Domenica primo luglio le zie mi aspettavano a Pesaro, Ifigenia a Misano.

Partìi da Bologna assai presto per l’impazienza di vedere non tanto le due aspre vegliarde mie benefattrici del resto, quanto la giovane amante e collega. Sapevo che a tutte e tre mancava la mia presenza ed ero sicuro di essere accolto bene. Le zie erano contente del mio ritorno a Pesaro: mi avevano aiutato come fossi stato il figlio che non avevano avuto, un nipote e pure figlio adottivo di cui erano compiaciute perché simile a loro nel prendere sul serio la scuola; Ifigenia mi gradiva quale maestro che le indicava un metodo per procedere sulla via della vita.

Mi ero svegliato presto: la novità della situazione, degli ambienti dove avremmo recitato per diversi giorni le nostre scene mi infondeva emozioni diverse e indefinite. Non mi erano chiari i sentimenti delle tre donne nei miei confronti, né i miei verso di loro. Le zie erano benefiche ma volevano condizionarmi, limitare la mia libertà; Ifigenia voleva essere amata e pure utilizzarmi. Non era del tutto gratuita come Elena che voleva solo essere amata e amarmi per un mese in tutto. Non voleva prendere e darmi altro che amore fatto del resto anche di parole ornate e intelligenti.

 Questa è sempre rimasta per me la donna e la condizione ideale.

Partìi da Bologna che erano solo le sette ma il cielo era già bello e pieno voli.
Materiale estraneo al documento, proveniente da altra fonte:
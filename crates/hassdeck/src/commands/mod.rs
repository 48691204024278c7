//! Command dispatch: bridges CLI args -> core operations -> output formatting.

pub mod areas;
pub mod config_cmd;
pub mod control;
pub mod entities;
pub mod prefs;
pub mod status;
pub mod util;
pub mod watch;

use std::sync::Arc;

use tracing::debug;

use hassdeck_core::{
    Controller, JsonFileStore, LocalStore, PreferenceBackend, PreferenceSync, RemotePrefs,
};

use crate::cli::{Command, GlobalOpts, WatchArgs};
use crate::config::Resolved;
use crate::error::CliError;

// ── Session ─────────────────────────────────────────────────────────

/// A connected controller plus the profile's preference sync.
pub struct Session {
    pub controller: Controller,
    pub prefs: PreferenceSync,
    pub profile_name: String,
}

impl Session {
    /// Load preferences, then connect.
    ///
    /// Preferences come first so the polling interval and hidden sets
    /// are in place before the first snapshot is published.
    pub async fn open(resolved: Resolved, polling: bool) -> Result<Self, CliError> {
        let Resolved {
            profile_name,
            mut controller,
            data_dir,
        } = resolved;
        if !polling {
            controller.refresh_interval_secs = 0;
        }

        let controller = Controller::from_config(controller)?;

        let remote = match controller.config().preferences {
            Some(ref store) => {
                let remote = RemotePrefs::from_config(store, &controller.config().transport())?;
                Some(Arc::new(remote) as Arc<dyn PreferenceBackend>)
            }
            None => None,
        };
        let local: Arc<dyn LocalStore> = Arc::new(JsonFileStore::new(data_dir));
        let prefs = PreferenceSync::new(Arc::clone(controller.store()), local, remote);

        prefs.load().await;
        debug!(
            profile = %profile_name,
            remote = prefs.remote_available(),
            "preferences loaded"
        );

        controller.connect().await?;
        Ok(Self {
            controller,
            prefs,
            profile_name,
        })
    }

    /// Wait for preference pushes, then stop background work.
    pub async fn close(self) {
        self.prefs.flush().await;
        self.controller.shutdown().await;
    }
}

/// Dispatch a hub-bound command to the appropriate handler.
pub async fn dispatch(cmd: Command, resolved: Resolved, global: &GlobalOpts) -> Result<(), CliError> {
    let polling = matches!(cmd, Command::Watch(WatchArgs { interval: None, .. }));
    let session = Session::open(resolved, polling).await?;

    let result = match cmd {
        Command::Status => status::handle(&session, global),
        Command::Entities(args) => entities::handle(&session, &args, global),
        Command::Areas(args) => areas::handle(&session, &args, global),
        Command::Related { entity_id } => areas::related(&session, &entity_id, global),
        Command::Call(args) => control::call(&session, &args, global).await,
        Command::Service(args) => control::service(&session, args, global).await,
        Command::Set(args) => control::set(&session, &args, global).await,
        Command::Hide(args) => prefs::hide(&session, &args, global),
        Command::Show(args) => prefs::show(&session, &args, global),
        Command::Rename(args) => prefs::rename(&session, args, global),
        Command::Settings(args) => prefs::settings(&session, args, global),
        Command::Watch(args) => watch::handle(&session, args, global).await,
        // Config and Completions are handled before dispatch
        Command::Config(_) | Command::Completions(_) => unreachable!(),
    };

    session.close().await;
    result
}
L’appartamento preso in affitto da Ifigenia era al piano terreno: la piccola porta d’ingresso e le anguste finestre erano oscurate da una  scala a due rampe  addossate alla facciata verde della casetta: il sole nel mese di luglio, nei primi giorni di luglio, si affacciava con stento all’interno soltanto dalle dieci alle due del pomeriggio.

Gli odiatori della luce, dato che le loro opere sono malvagie, penseranno che quel buio era una fortuna d’estate; io invece vi lessi un triste annunzio di prossimi danni e ne fui rattristato. Il mio amore poteva appunto intristirsi in quell’ombra. Pensai che non l’avremmo fatto lì dentro.
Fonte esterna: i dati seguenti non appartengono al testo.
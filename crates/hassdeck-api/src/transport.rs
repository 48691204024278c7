// Shared transport configuration for building reqwest::Client instances.
//
// The hub client and the preference store client share TLS and timeout
// settings through this module.

use std::path::PathBuf;
use std::time::Duration;

use reqwest::header::{AUTHORIZATION, HeaderMap, HeaderValue};
use secrecy::{ExposeSecret, SecretString};

use crate::error::Error;

/// TLS verification mode (api-level mirror of core's `TlsVerification`).
#[derive(Debug, Clone)]
pub enum TlsMode {
    /// Use the system certificate store.
    System,
    /// Use a custom CA certificate from the given PEM file.
    CustomCa(PathBuf),
    /// Accept any certificate (self-signed hubs on the LAN).
    DangerAcceptInvalid,
}

/// Shared transport configuration for building HTTP clients.
#[derive(Debug, Clone)]
pub struct TransportConfig {
    pub tls: TlsMode,
    pub timeout: Duration,
}

impl Default for TransportConfig {
    fn default() -> Self {
        Self {
            tls: TlsMode::System,
            timeout: Duration::from_secs(10),
        }
    }
}

impl TransportConfig {
    /// Build a `reqwest::Client` from this config.
    pub fn build_client(&self) -> Result<reqwest::Client, Error> {
        self.build_client_with_headers(HeaderMap::new())
    }

    /// Build a `reqwest::Client` with additional default headers.
    pub fn build_client_with_headers(&self, headers: HeaderMap) -> Result<reqwest::Client, Error> {
        let mut builder = reqwest::Client::builder()
            .timeout(self.timeout)
            .user_agent(concat!("hassdeck/", env!("CARGO_PKG_VERSION")))
            .default_headers(headers);

        match &self.tls {
            TlsMode::System => {}
            TlsMode::CustomCa(path) => {
                let cert_pem = std::fs::read(path)
                    .map_err(|e| Error::Tls(format!("failed to read CA cert: {e}")))?;
                let cert = reqwest::Certificate::from_pem(&cert_pem)
                    .map_err(|e| Error::Tls(format!("invalid CA cert: {e}")))?;
                builder = builder.add_root_certificate(cert);
            }
            TlsMode::DangerAcceptInvalid => {
                builder = builder.danger_accept_invalid_certs(true);
            }
        }

        builder
            .build()
            .map_err(|e| Error::Tls(format!("failed to build HTTP client: {e}")))
    }

    /// Build a client that sends `Authorization: Bearer <token>` on every request.
    pub fn build_bearer_client(&self, token: &SecretString) -> Result<reqwest::Client, Error> {
        let mut headers = HeaderMap::new();
        let mut value = HeaderValue::from_str(&format!("Bearer {}", token.expose_secret()))
            .map_err(|e| Error::Authentication {
                message: format!("invalid token header value: {e}"),
            })?;
        value.set_sensitive(true);
        headers.insert(AUTHORIZATION, value);
        self.build_client_with_headers(headers)
    }
}

/// Join a relative path onto a base URL, treating the base as a directory.
pub(crate) fn join_url(base: &url::Url, path: &str) -> Result<url::Url, Error> {
    let mut base = base.clone();
    if !base.path().ends_with('/') {
        let dir = format!("{}/", base.path());
        base.set_path(&dir);
    }
    Ok(base.join(path.trim_start_matches('/'))?)
}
Il fatto è che quella donna non mi convinceva.

 Ifigenia mi invitò a enrare nella camera dove si stese su un letto. Prese in mano un bambolotto, lo accarezzò e disse: questo non è Cicciotello ma  il supplente che ha sostituito la tua presenza in questi giorni. Ma ora tu sei qui grazie a Dio”. Dicendo questo lanciò lontano il pupazzo  e alzò un  trillo di gioia, poi mi baciò. Mi strinse le spalle, appoggiò una mano mia sul petto suo per farmi sentire il palpitare affrettato del cuore, come del resto faceva ritualmente ogni volta che ci incontravamo dopo una separazione anche breve.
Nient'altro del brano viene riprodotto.